**What you need to do**.
Copy each line of the records that includes "derive".

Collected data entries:
- - -

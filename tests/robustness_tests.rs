use assert_cmd::cargo_bin;
use assert_cmd::prelude::*;
use aviator_pay::infrastructure::pesapal::{SUBMIT_ORDER_PATH, TOKEN_PATH};
use httpmock::prelude::*;
use predicates::prelude::*;
use serde_json::json;
use std::io::Write;
use std::process::Command;

fn gateway_cmd(server: &MockServer) -> Command {
    let mut cmd = Command::new(cargo_bin!("aviator-pay"));
    cmd.env("PESAPAL_CONSUMER_KEY", "key")
        .env("PESAPAL_CONSUMER_SECRET", "secret")
        .env("PESAPAL_BASE_URL", server.base_url());
    cmd
}

#[test]
fn test_token_failure_reports_generic_message() {
    let server = MockServer::start();
    server.mock(|when, then| {
        when.method(POST).path(TOKEN_PATH);
        then.status(500).body("stack trace: NullReferenceException");
    });

    // With logging silenced only the caller-facing error remains.
    gateway_cmd(&server)
        .env("RUST_LOG", "off")
        .args(["initiate", "--email", "a@b.com"])
        .assert()
        .failure()
        .stderr(predicate::str::contains("Failed to initiate payment."))
        .stderr(predicate::str::contains("NullReferenceException").not());
}

#[test]
fn test_token_failure_detail_goes_to_operator_log() {
    let server = MockServer::start();
    server.mock(|when, then| {
        when.method(POST).path(TOKEN_PATH);
        then.status(500).body("stack trace: NullReferenceException");
    });

    gateway_cmd(&server)
        .env("RUST_LOG", "error")
        .args(["initiate", "--email", "a@b.com"])
        .assert()
        .failure()
        .stderr(predicate::str::contains("payment initiation failed"))
        .stderr(predicate::str::contains("NullReferenceException"));
}

#[test]
fn test_order_without_tracking_id_fails() {
    let server = MockServer::start();
    server.mock(|when, then| {
        when.method(POST).path(TOKEN_PATH);
        then.status(200).json_body(json!({"token": "T"}));
    });
    server.mock(|when, then| {
        when.method(POST).path(SUBMIT_ORDER_PATH);
        then.status(200).json_body(json!({"error": {"code": "invalid_ipn"}}));
    });

    gateway_cmd(&server)
        .env("RUST_LOG", "off")
        .args(["initiate", "--email", "a@b.com"])
        .assert()
        .failure()
        .stdout(predicate::str::is_empty())
        .stderr(predicate::str::contains("Failed to initiate payment."));
}

#[test]
fn test_unreachable_gateway_verification() {
    let mut cmd = Command::new(cargo_bin!("aviator-pay"));
    cmd.env("PESAPAL_CONSUMER_KEY", "key")
        .env("PESAPAL_CONSUMER_SECRET", "secret")
        .env("PESAPAL_BASE_URL", "http://127.0.0.1:1")
        .env("RUST_LOG", "off")
        .args(["verify", "OTID1"]);

    cmd.assert()
        .failure()
        .stderr(predicate::str::contains("Payment verification failed."));
}

#[test]
fn test_malformed_history_file() {
    let mut history = tempfile::NamedTempFile::new().unwrap();
    writeln!(history, "value,created").unwrap();
    writeln!(history, "abc,yesterday").unwrap();

    let mut cmd = Command::new(cargo_bin!("aviator-pay"));
    cmd.arg("history").arg("--history-file").arg(history.path());

    cmd.assert()
        .failure()
        .stderr(predicate::str::contains("CSV error"));
}

#[test]
fn test_invalid_amount_is_rejected_by_cli() {
    let mut cmd = Command::new(cargo_bin!("aviator-pay"));
    cmd.args(["initiate", "--email", "a@b.com", "--amount", "lots"]);

    cmd.assert().failure().stderr(predicate::str::contains("--amount"));
}
use crate::domain::order::OrderUrls;
use crate::error::ConfigError;
use std::env;
use std::time::Duration;
use url::Url;

pub const ENV_CONSUMER_KEY: &str = "PESAPAL_CONSUMER_KEY";
pub const ENV_CONSUMER_SECRET: &str = "PESAPAL_CONSUMER_SECRET";
pub const ENV_BASE_URL: &str = "PESAPAL_BASE_URL";
pub const ENV_CALLBACK_URL: &str = "PESAPAL_CALLBACK_URL";
pub const ENV_CANCELLATION_URL: &str = "PESAPAL_CANCELLATION_URL";
pub const ENV_HTTP_TIMEOUT_SECS: &str = "PESAPAL_HTTP_TIMEOUT_SECS";

const DEFAULT_BASE_URL: &str = "https://pay.pesapal.com";
const DEFAULT_CALLBACK_URL: &str = "https://A96DEF93-54F5-4E85-BB46-E62D863FB561.backendless.app/api/services/PaymentService/verifyPayment";
const DEFAULT_CANCELLATION_URL: &str = "https://google.com";
const DEFAULT_HTTP_TIMEOUT_SECS: u64 = 30;

/// Static client credentials for the gateway's token endpoint.
#[derive(Clone, PartialEq)]
pub struct Credentials {
    pub consumer_key: String,
    pub consumer_secret: String,
}

impl std::fmt::Debug for Credentials {
    fn fmt(&self, f: &mut std::fmt::Formatter<'_>) -> std::fmt::Result {
        f.debug_struct("Credentials")
            .field("consumer_key", &"[REDACTED]")
            .field("consumer_secret", &"[REDACTED]")
            .finish()
    }
}

impl Credentials {
    pub fn new(consumer_key: impl Into<String>, consumer_secret: impl Into<String>) -> Self {
        Self {
            consumer_key: consumer_key.into(),
            consumer_secret: consumer_secret.into(),
        }
    }

    pub fn from_env() -> Result<Self, ConfigError> {
        Self::from_lookup(|name| env::var(name).ok())
    }

    /// Builds credentials from an arbitrary variable source. Both values must be non-empty.
    pub fn from_lookup<F>(lookup: F) -> Result<Self, ConfigError>
    where
        F: Fn(&str) -> Option<String>,
    {
        let required = |name: &'static str| {
            lookup(name)
                .filter(|v| !v.is_empty())
                .ok_or(ConfigError::MissingRequired(name))
        };
        Ok(Self::new(
            required(ENV_CONSUMER_KEY)?,
            required(ENV_CONSUMER_SECRET)?,
        ))
    }
}

/// Endpoint and order constants for one gateway deployment.
#[derive(Debug, Clone, PartialEq)]
pub struct GatewayConfig {
    /// Scheme and host of the gateway, without the `/v3/api` prefix.
    pub base_url: String,
    /// Embedded in every submitted order.
    pub callback_url: String,
    /// Embedded in every submitted order.
    pub cancellation_url: String,
    /// Applied to every outbound request by the HTTP client.
    pub timeout: Duration,
}

impl Default for GatewayConfig {
    fn default() -> Self {
        Self {
            base_url: DEFAULT_BASE_URL.to_string(),
            callback_url: DEFAULT_CALLBACK_URL.to_string(),
            cancellation_url: DEFAULT_CANCELLATION_URL.to_string(),
            timeout: Duration::from_secs(DEFAULT_HTTP_TIMEOUT_SECS),
        }
    }
}

impl GatewayConfig {
    pub fn from_env() -> Result<Self, ConfigError> {
        Self::from_lookup(|name| env::var(name).ok())
    }

    pub fn from_lookup<F>(lookup: F) -> Result<Self, ConfigError>
    where
        F: Fn(&str) -> Option<String>,
    {
        let defaults = Self::default();
        let optional = |name: &str| lookup(name).filter(|v| !v.trim().is_empty());

        let base_url = optional(ENV_BASE_URL).unwrap_or(defaults.base_url);
        let callback_url = optional(ENV_CALLBACK_URL).unwrap_or(defaults.callback_url);
        let cancellation_url =
            optional(ENV_CANCELLATION_URL).unwrap_or(defaults.cancellation_url);

        validate_url(ENV_BASE_URL, &base_url)?;
        validate_url(ENV_CALLBACK_URL, &callback_url)?;
        validate_url(ENV_CANCELLATION_URL, &cancellation_url)?;

        let timeout = match optional(ENV_HTTP_TIMEOUT_SECS) {
            Some(raw) => raw
                .trim()
                .parse::<u64>()
                .map(Duration::from_secs)
                .map_err(|_| ConfigError::InvalidNumber {
                    name: ENV_HTTP_TIMEOUT_SECS,
                    value: raw,
                })?,
            None => defaults.timeout,
        };

        Ok(Self {
            base_url: base_url.trim_end_matches('/').to_string(),
            callback_url,
            cancellation_url,
            timeout,
        })
    }

    pub fn with_base_url(mut self, base_url: impl Into<String>) -> Self {
        self.base_url = base_url.into().trim_end_matches('/').to_string();
        self
    }

    pub fn order_urls(&self) -> OrderUrls {
        OrderUrls {
            callback_url: self.callback_url.clone(),
            cancellation_url: self.cancellation_url.clone(),
        }
    }

    pub(crate) fn endpoint(&self, path: &str) -> String {
        format!("{}{}", self.base_url, path)
    }
}

fn validate_url(name: &'static str, value: &str) -> Result<(), ConfigError> {
    Url::parse(value).map(|_| ()).map_err(|_| ConfigError::InvalidUrl {
        name,
        value: value.to_string(),
    })
}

- - -

**Result of the task**.
#[derive(Clone, PartialEq)]
#[derive(Debug, Clone, PartialEq)]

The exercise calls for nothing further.